The 1952 Arrest Convention revisited

Francesco Berlingieri*

The purpose of this paper is to consider issues to which the answer is unsettled under the 1952 Arrest Convention and whether and to which extent an answer is provided in the 1999 Arrest Convention. 1 The issues that will be considered are the following: (1) scope of application of the uniform rules; (2) jurisdiction for arrest; (3) conditions for arrest; (4) ships that may be arrested; and (5) right of re-arrest and multiple arrest. It is possible that certain of such issues have found a clear solution in some states parties to the 1952 Convention, but it is nevertheless advisable to consider them because either the wording is not clear or disagreement exists in other states parties.
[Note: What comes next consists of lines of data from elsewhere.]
pub mod bootstrap;
pub mod commands;
pub mod logging;

use clap::{Parser, Subcommand};

use cartstore_core::{ProductId, UpdateProductAmount};
use commands::cart::CartAction;
use commands::CommandResult;

#[derive(Debug, Parser)]
#[command(
    name = "cartstore",
    about = "Cartstore shopping-cart CLI",
    long_about = "Inspect and change the persisted shopping cart, validated against the inventory service.",
    after_help = "Examples:\n  cartstore add 1\n  cartstore update 1 3\n  cartstore show\n  cartstore doctor --json"
)]
pub struct Cli {
    #[command(subcommand)]
    command: Command,
}

#[derive(Debug, Subcommand)]
enum Command {
    #[command(about = "Print the current cart with totals")]
    Show,
    #[command(about = "Add one unit of a product, checking stock first")]
    Add { product_id: u64 },
    #[command(about = "Remove a product from the cart")]
    Remove { product_id: u64 },
    #[command(about = "Set the quantity of a product already in the cart")]
    Update { product_id: u64, amount: u32 },
    #[command(about = "Remove every product from the cart")]
    Clear,
    #[command(about = "Apply pending storage migrations and return structured status output")]
    Migrate,
    #[command(
        about = "Inspect effective configuration values with source attribution and redaction"
    )]
    Config,
    #[command(about = "Validate config, storage connectivity and inventory reachability")]
    Doctor {
        #[arg(long, help = "Emit machine-readable JSON output")]
        json: bool,
    },
}

pub fn run() -> CommandResult {
    let cli = Cli::parse();
    logging::init_from_env();

    match cli.command {
        Command::Show => commands::cart::run(CartAction::Show),
        Command::Add { product_id } => commands::cart::run(CartAction::Add(ProductId(product_id))),
        Command::Remove { product_id } => {
            commands::cart::run(CartAction::Remove(ProductId(product_id)))
        }
        Command::Update { product_id, amount } => {
            commands::cart::run(CartAction::Update(UpdateProductAmount {
                product_id: ProductId(product_id),
                amount,
            }))
        }
        Command::Clear => commands::cart::run(CartAction::Clear),
        Command::Migrate => commands::migrate::run(),
        Command::Config => CommandResult { exit_code: 0, output: commands::config::run() },
        Command::Doctor { json } => {
            CommandResult { exit_code: 0, output: commands::doctor::run(json) }
        }
    }
}
use std::sync::Arc;

use cartstore_core::config::{AppConfig, ConfigError, LoadOptions};
use cartstore_core::errors::{InventoryError, StorageError};
use cartstore_core::{
    CartStore, CartStoreSettings, InMemoryNotificationSink, Notice, NotificationSink,
    TracingNotificationSink,
};
use cartstore_db::{connect_with_config, migrations, DbPool, SqlKeyValueStore};
use cartstore_inventory::HttpInventoryClient;
use thiserror::Error;
use tracing::info;

/// Notices raised while a command runs: logged, and kept for the command payload.
#[derive(Clone, Default)]
pub struct CommandNotifications {
    recorded: InMemoryNotificationSink,
}

impl CommandNotifications {
    pub fn drain(&self) -> Vec<Notice> {
        self.recorded.drain()
    }
}

impl NotificationSink for CommandNotifications {
    fn notify(&self, notice: Notice) {
        TracingNotificationSink.notify(notice);
        self.recorded.notify(notice);
    }
}

pub struct CartSession {
    pub config: AppConfig,
    pub db_pool: DbPool,
    pub store: Arc<CartStore>,
    pub notifications: Arc<CommandNotifications>,
}

#[derive(Debug, Error)]
pub enum BootstrapError {
    #[error(transparent)]
    Config(#[from] ConfigError),
    #[error("storage connection failed: {0}")]
    StorageConnect(#[source] sqlx::Error),
    #[error("storage migration failed: {0}")]
    Migration(#[source] sqlx::migrate::MigrateError),
    #[error("inventory client could not be built: {0}")]
    Inventory(#[source] InventoryError),
    #[error("persisted cart could not be read: {0}")]
    CartLoad(#[source] StorageError),
}

impl BootstrapError {
    pub fn error_class(&self) -> &'static str {
        match self {
            Self::Config(_) => "config_validation",
            Self::StorageConnect(_) => "storage_connectivity",
            Self::Migration(_) => "migration",
            Self::Inventory(_) => "inventory_client",
            Self::CartLoad(_) => "storage_read",
        }
    }

    pub fn exit_code(&self) -> u8 {
        match self {
            Self::Config(_) | Self::Inventory(_) => 2,
            Self::StorageConnect(_) | Self::CartLoad(_) => 4,
            Self::Migration(_) => 5,
        }
    }
}

pub async fn bootstrap(options: LoadOptions) -> Result<CartSession, BootstrapError> {
    let config = AppConfig::load(options)?;
    bootstrap_with_config(config).await
}

pub async fn bootstrap_with_config(config: AppConfig) -> Result<CartSession, BootstrapError> {
    info!(
        event_name = "system.bootstrap.start",
        correlation_id = "bootstrap",
        "starting cart session bootstrap"
    );

    let db_pool =
        connect_with_config(&config.storage).await.map_err(BootstrapError::StorageConnect)?;
    migrations::run_pending(&db_pool).await.map_err(BootstrapError::Migration)?;
    info!(
        event_name = "system.bootstrap.storage_ready",
        correlation_id = "bootstrap",
        "storage connected and migrated"
    );

    let inventory =
        HttpInventoryClient::new(&config.inventory).map_err(BootstrapError::Inventory)?;
    let notifications = Arc::new(CommandNotifications::default());
    let settings =
        CartStoreSettings { cart_key: config.storage.cart_key.clone(), policy: config.cart };

    let store = CartStore::load(
        Arc::new(inventory),
        Arc::new(SqlKeyValueStore::new(db_pool.clone())),
        notifications.clone(),
        settings,
    )
    .await
    .map_err(BootstrapError::CartLoad)?;

    Ok(CartSession { config, db_pool, store: Arc::new(store), notifications })
}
1. Scope of application of the Uniform Rules

a. Type of ships

There is no clear answer to the question whether the International Convention for the Unification of Certain Rules relating to the Arrest of Sea-going Ships 1952 (“the 1952 Convention”) applies only to sea-going ships. Reference to sea-going ships is made in the title, but nowhere else, and the fact that in Art 7(5) it is provided that the provisions of that Article shall not apply in cases covered by the provisions of the revised Rhine Convention of 17 October 1868 seems to imply that the Convention generally does apply also to inland navigation ships.2 If this were not the case, it would be necessary to consider which is the basis of the distinction between the two categories of ships. There are theoretically three

* Advocate, Senior Partner, Studio Legale Berlingieri; former Professor of Maritime Law, University of Genoa; President ad Honorem, CMI.
1. The paper was originally delivered at the International Academic Workshop on Vessel and Flag organized by the Axel Ax:son Johnson Institute of Maritime and Transportation Law, University of Stockholm, held at Anguilla Sabaudia, Italy on 11–14 November 2004.
2. Reference to “sea-going ships” either in the title or in the text is made in the 1924 and 1957 Limitation of Liability Conventions and in the 1976 Limitation Convention (LLMC 1976). However, such reference does not seem to exclude inland navigation ships from the scope of this latter Convention, since Art 15(2)(a) provides that states parties may regulate by specific provisions of national law the system of limitation of liability to be applied to ships which according to the law of those states are intended for navigation on inland waterways; this means that, if states do not take advantage of this provision, the uniform rules apply.
However, the expression “sea-going ship” is used in all Pollution Conventions in order to confine their application to ships that are actually employed for navigation in the seas. A recent Convention, the OPRC Convention of 1990, no longer uses that expression, but refers instead to vessels “of any type whatsoever operating in the marine environment”.
Probably the same conclusion holds for the 1967 and the 1999 MLM Conventions, in both of which the expression “sea-going ship” is used, as it is in the UN Convention on Conditions for Registration of Ships 1986, in Art 2 of which “ship” is defined as “any self-propelled sea-going vessel used in international seaborne trade”.